In coming weeks, the Court will hear arguments in cases involving the constitutionality of student-initiated prayer meetings in public high schools and state aid to college students studying for the ministry.

The Court has also been asked to review cases that deal with the relationship between government and religion in home schooling, local school boards’ curriculum decisions, and state regulation of church-operated residential centers for school-aged children.

The Justices will also revisit the equally thorny issue of affirmative action. They will hear arguments on the constitutionality of a Michigan school board’s plan that provides for the layoff of senior white teachers in order to preserve the jobs of less-senior minority teachers.

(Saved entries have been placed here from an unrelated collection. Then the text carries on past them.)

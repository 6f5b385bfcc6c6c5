mod unauthenticated;
mod unprocessable_entity;

use rocket::http::Status;
use rocket::response::status;
use rocket::serde::json::Json;
pub use unauthenticated::*;
pub use unprocessable_entity::*;

/// Body of every error response: `{ "error": "<message>" }`.
#[derive(Debug, serde::Serialize, serde::Deserialize)]
pub struct ErrorBody {
    pub error: String,
}

pub type JsonError = status::Custom<Json<ErrorBody>>;

pub fn json_error(status: Status, message: impl Into<String>) -> JsonError {
    status::Custom(
        status,
        Json(ErrorBody {
            error: message.into(),
        }),
    )
}

#[catch(400)]
pub fn bad_request() -> JsonError {
    json_error(Status::BadRequest, "Requisição inválida")
}

#[catch(403)]
pub fn forbidden() -> JsonError {
    json_error(Status::Forbidden, "Assinatura inativa")
}

#[catch(404)]
pub fn not_found() -> JsonError {
    json_error(Status::NotFound, "Não encontrado")
}

#[catch(500)]
pub fn internal_error() -> JsonError {
    json_error(Status::InternalServerError, "Erro interno do servidor")
}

In addition, the Justices are expected to rule on the constitutionality of school-board procedures for collecting “agency fees” from nonunion teachers.

The first major church-state case to be heard this term will be Bender v. Williamsport Area School District (Case No. 84-773), scheduled for argument on Oct. 15.

In Bender, the Court is being asked to determine the constitutionality of student-initiated prayer meetings in public schools. Just days after the U.S. Court of Appeals for the Third Circuit ruled last year that such meetings were unconstitutional, the Congress passed the Equal Access Act, which states that such prayer groups must be permitted to meet before or after the start of the school day if the schools involved allow other student groups to hold similar meetings.

The Reagan Administration argues in a friend-of-the-court brief in the case that serious doubt would be cast on the constitutionality of the new law if the Third Circuit court’s opinion is allowed to stand.

The Bender case, the Administration argues, is not one in which the government “is being asked to accommodate religion to the point that willing citizens are in danger of being implicated in the practices of others.”

“It is not even a case where the special solicitude for religion mandated by the free-exercise clause [of the First Amendment] is brought into play,” the Administration’s brief says. “In this case, ... the exercise of religion is no more than the exercise of free speech: It requires no special protection beyond that accorded all legitimate expression, and certainly warrants no less.”

John C. Youngman Jr.--the former Williamsport, Pa., school-board member who kept the lawsuit alive after the board decided not to pursue the matter--will argue the case before the Court. He contends in his brief that the appeals-court decision should be upheld.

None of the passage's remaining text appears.